A fiscal surplus is often saved for future use, and may be invested in either local currency or any financial instrument that may be traded later once resources are needed; notice, additional debt is not needed. For this to happen, the marginal propensity to save needs to be strictly positive. Main Objectives of Fiscal Policy In India ↓

The fiscal policy is designed to achive certain objectives as follows :-

1. Development by effective Mobilisation of Resources

The principal objective of fiscal policy is to ensure rapid economic growth and development. This objective of economic growth and development can be achieved by Mobilisation of Financial Resources. The central and the state governments in India have used fiscal policy to mobilise resources. The financial resources can be mobilised by :-

1. Taxation : Through effective fiscal policies, the government aims to mobilise resources by way of direct taxes as well as indirect taxes because most important source of resource mobilisation in India is taxation. 2. Public Savings : The resources can be mobilised through public savings by reducing government expenditure and increasing surpluses of public sector enterprises. 3. Private Savings : Through effective fiscal measures such as tax benefits, the government can raise resources from private sector and households. Resources can be mobilised through government borrowings by ways of treasury bills, issue of government bonds, etc., loans from domestic and foreign parties and by deficit financing. 2. Efficient allocation of Financial Resources

The central and state governments have tried to make efficient allocation of financial resources. These resources are allocated for Development Activities which includes expenditure on railways, infrastructure, etc. While Non-development Activities includes expenditure on defence, interest payments, subsidies, etc. But generally the fiscal policy should ensure that the resources are allocated for generation of goods and services which are socially desirable. Therefore, India’s fiscal policy is designed in such a manner so as to encourage production of desirable goods and discourage those goods which are socially undesirable.
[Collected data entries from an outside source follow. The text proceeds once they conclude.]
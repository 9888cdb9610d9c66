//! Destination-folder picker shown inside the upload dialog.
//!
//! Keeps its own path and history, independent of the main browser, and
//! lists directories only.

use std::sync::Arc;

use tracing::debug;

use crate::backends::ListingBackend;
use crate::errors::{ListingError, OpenError};

use super::history::{HistoryStack, HistoryState};
use super::path::RemotePath;
use super::DirectoryEntry;

pub struct FolderPicker {
    backend: Arc<dyn ListingBackend>,
    history: HistoryStack,
    current: RemotePath,
    folders: Vec<DirectoryEntry>,
    is_loading: bool,
}

impl FolderPicker {
    pub fn new(backend: Arc<dyn ListingBackend>, initial: RemotePath) -> Self {
        Self {
            backend,
            history: HistoryStack::new(initial.clone()),
            current: initial,
            folders: Vec::new(),
            is_loading: false,
        }
    }

    /// Re-list the current folder.
    pub async fn refresh(&mut self) -> Result<(), ListingError> {
        let path = self.current.clone();
        let echoed = self.fetch(&path).await?;
        if echoed != *self.history.current() {
            self.history.replace_current(echoed);
        }
        Ok(())
    }

    /// Forward-navigate to `path` and record it in history.
    ///
    /// Landing on the folder already under the cursor drops the forward
    /// entries without adding a duplicate.
    pub async fn navigate_to(&mut self, path: RemotePath) -> Result<(), ListingError> {
        let echoed = self.fetch(&path).await?;
        if echoed == *self.history.current() {
            self.history.truncate_forward();
        } else {
            self.history.push(echoed);
        }
        Ok(())
    }

    /// Descend into the named sub-folder.
    pub async fn open(&mut self, name: &str) -> Result<(), OpenError> {
        let target = self.current.join(name)?;
        self.navigate_to(target).await?;
        Ok(())
    }

    /// Go to the parent folder. A no-op at the root.
    pub async fn go_up(&mut self) -> Result<(), ListingError> {
        if self.current.is_root() {
            return Ok(());
        }
        let parent = self.current.parent();
        self.navigate_to(parent).await
    }

    pub async fn go_back(&mut self) -> Result<(), ListingError> {
        let Some(target) = self.history.back() else {
            return Ok(());
        };
        if let Err(e) = self.replay(target).await {
            self.history.forward();
            return Err(e);
        }
        Ok(())
    }

    pub async fn go_forward(&mut self) -> Result<(), ListingError> {
        let Some(target) = self.history.forward() else {
            return Ok(());
        };
        if let Err(e) = self.replay(target).await {
            self.history.back();
            return Err(e);
        }
        Ok(())
    }

    /// Jump to the breadcrumb at `index`; index `None` is the root.
    pub async fn go_to_breadcrumb(&mut self, index: Option<usize>) -> Result<(), ListingError> {
        let target = match index {
            None => RemotePath::root(),
            Some(i) => match self.current.breadcrumb(i) {
                Some(target) => target,
                None => return Ok(()),
            },
        };
        self.navigate_to(target).await
    }

    /// Confirm the current folder as the destination.
    pub fn select(&self) -> RemotePath {
        self.current.clone()
    }

    pub fn folders(&self) -> &[DirectoryEntry] {
        &self.folders
    }

    pub fn current_path(&self) -> &RemotePath {
        &self.current
    }

    pub fn can_go_up(&self) -> bool {
        !self.current.is_root()
    }

    pub fn is_loading(&self) -> bool {
        self.is_loading
    }

    pub fn history(&self) -> HistoryState {
        self.history.state()
    }

    async fn replay(&mut self, target: RemotePath) -> Result<(), ListingError> {
        let echoed = self.fetch(&target).await?;
        if echoed != target {
            self.history.replace_current(echoed);
        }
        Ok(())
    }

    /// List `path`, keep directories, and adopt the echoed canonical path.
    async fn fetch(&mut self, path: &RemotePath) -> Result<RemotePath, ListingError> {
        let backend = self.backend.clone();
        let result = {
            let _loading = LoadingFlag::raise(&mut self.is_loading);
            backend.fetch_listing(path).await
        };

        let response = result?;
        let echoed = RemotePath::normalize(&response.current_path).unwrap_or_else(|_| path.clone());
        if echoed != *path {
            debug!(requested = %path, echoed = %echoed, "Picker path corrected by backend");
        }

        self.folders = response
            .entries
            .into_iter()
            .filter(|e| e.is_directory)
            .collect();
        self.current = echoed.clone();
        Ok(echoed)
    }
}

/// Keeps `is_loading` raised for the lifetime of a fetch, including one that
/// is dropped before it resolves.
struct LoadingFlag<'a>(&'a mut bool);

impl<'a> LoadingFlag<'a> {
    fn raise(flag: &'a mut bool) -> Self {
        *flag = true;
        Self(flag)
    }
}

impl Drop for LoadingFlag<'_> {
    fn drop(&mut self) {
        *self.0 = false;
    }
}

#[cfg(test)]
mod tests {
    use super::*;
    use crate::backends::ListingResponse;
    use crate::errors::BackendError;
    use crate::files::{PermissionTriad, SpaceUsage};
    use std::collections::HashMap;
    use std::sync::Mutex;

    fn dir(name: &str) -> DirectoryEntry {
        DirectoryEntry {
            name: name.to_string(),
            is_directory: true,
            size: 4096,
            owner: "alice".into(),
            group: "staff".into(),
            permissions: PermissionTriad::parse("755").unwrap(),
            modified_at: 0,
            selected: false,
        }
    }

    fn file(name: &str) -> DirectoryEntry {
        DirectoryEntry {
            is_directory: false,
            ..dir(name)
        }
    }

    /// Serves a fixed tree; unknown paths fail. Echoes the path with a
    /// trailing slash to exercise canonical comparison.
    struct Tree {
        dirs: HashMap<String, Vec<DirectoryEntry>>,
        /// Listings of these paths never resolve.
        stalled: Vec<String>,
        calls: Mutex<Vec<String>>,
    }

    #[async_trait::async_trait]
    impl ListingBackend for Tree {
        async fn fetch_listing(&self, path: &RemotePath) -> Result<ListingResponse, BackendError> {
            self.calls.lock().unwrap().push(path.to_string());
            if self.stalled.iter().any(|s| s == path.as_str()) {
                std::future::pending::<()>().await;
            }
            match self.dirs.get(path.as_str()) {
                Some(entries) => Ok(ListingResponse {
                    entries: entries.clone(),
                    current_path: format!("{path}/"),
                }),
                None => Err(BackendError::Status {
                    status: 404,
                    message: "Directory not found".into(),
                }),
            }
        }

        async fn fetch_space_usage(&self) -> Result<SpaceUsage, BackendError> {
            Ok(SpaceUsage::default())
        }
    }

    fn picker() -> FolderPicker {
        stalled_picker(&[])
    }

    fn stalled_picker(stalled: &[&str]) -> FolderPicker {
        let mut dirs = HashMap::new();
        dirs.insert("/".to_string(), vec![dir("a"), file("readme.md")]);
        dirs.insert("/a".to_string(), vec![dir("b")]);
        dirs.insert("/a/b".to_string(), vec![]);
        let tree = Arc::new(Tree {
            dirs,
            stalled: stalled.iter().map(|s| s.to_string()).collect(),
            calls: Mutex::new(Vec::new()),
        });
        FolderPicker::new(tree, RemotePath::root())
    }

    fn p(raw: &str) -> RemotePath {
        RemotePath::normalize(raw).unwrap()
    }

    #[tokio::test]
    async fn lists_directories_only() {
        let mut picker = picker();
        picker.refresh().await.unwrap();
        let names: Vec<&str> = picker.folders().iter().map(|f| f.name.as_str()).collect();
        assert_eq!(names, vec!["a"]);
        assert!(!picker.can_go_up());
    }

    #[tokio::test]
    async fn open_up_back_forward() {
        let mut picker = picker();
        picker.refresh().await.unwrap();

        picker.open("a").await.unwrap();
        picker.open("b").await.unwrap();
        assert_eq!(picker.select(), p("/a/b"));
        assert_eq!(picker.history().stack, vec![p("/"), p("/a"), p("/a/b")]);

        picker.go_up().await.unwrap();
        assert_eq!(picker.current_path(), &p("/a"));
        assert_eq!(picker.history().cursor, 3);

        picker.go_back().await.unwrap();
        assert_eq!(picker.current_path(), &p("/a/b"));
        picker.go_forward().await.unwrap();
        assert_eq!(picker.current_path(), &p("/a"));
        assert_eq!(picker.history().stack.len(), 4);
    }

    #[tokio::test]
    async fn breadcrumb_and_root() {
        let mut picker = picker();
        picker.navigate_to(p("/a/b")).await.unwrap();

        picker.go_to_breadcrumb(Some(0)).await.unwrap();
        assert_eq!(picker.current_path(), &p("/a"));

        picker.go_to_breadcrumb(Some(5)).await.unwrap();
        assert_eq!(picker.current_path(), &p("/a"));

        picker.go_to_breadcrumb(None).await.unwrap();
        assert!(picker.current_path().is_root());
    }

    #[tokio::test]
    async fn failed_navigation_leaves_history_untouched() {
        let mut picker = picker();
        picker.refresh().await.unwrap();

        assert!(picker.open("missing").await.is_err());
        assert_eq!(picker.history().stack, vec![p("/")]);
        assert!(picker.current_path().is_root());
    }

    #[tokio::test(start_paused = true)]
    async fn abandoned_fetch_clears_loading_flag() {
        let mut picker = stalled_picker(&["/a"]);
        picker.refresh().await.unwrap();

        let opened =
            tokio::time::timeout(std::time::Duration::from_millis(50), picker.open("a")).await;
        assert!(opened.is_err());
        assert!(!picker.is_loading());
        assert!(picker.current_path().is_root());
        assert_eq!(picker.history().stack, vec![p("/")]);
    }

    #[tokio::test]
    async fn reopening_current_folder_drops_forward_entries() {
        let mut picker = picker();
        picker.refresh().await.unwrap();
        picker.open("a").await.unwrap();
        picker.go_back().await.unwrap();

        picker.navigate_to(p("/")).await.unwrap();
        let history = picker.history();
        assert_eq!(history.stack, vec![p("/")]);
        assert_eq!(history.cursor, 0);
    }
}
3. Reduction in inequalities of Income and Wealth

Fiscal policy aims at achieving equity or social justice by reducing income inequalities among different sections of the society. The direct taxes such as income tax are charged more on the rich people as compared to lower income groups. Indirect taxes are also more in the case of semi-luxury and luxury items, which are mostly consumed by the upper middle class and the upper class. The government invests a significant proportion of its tax revenue in the implementation of Poverty Alleviation Programmes to improve the conditions of poor people in society.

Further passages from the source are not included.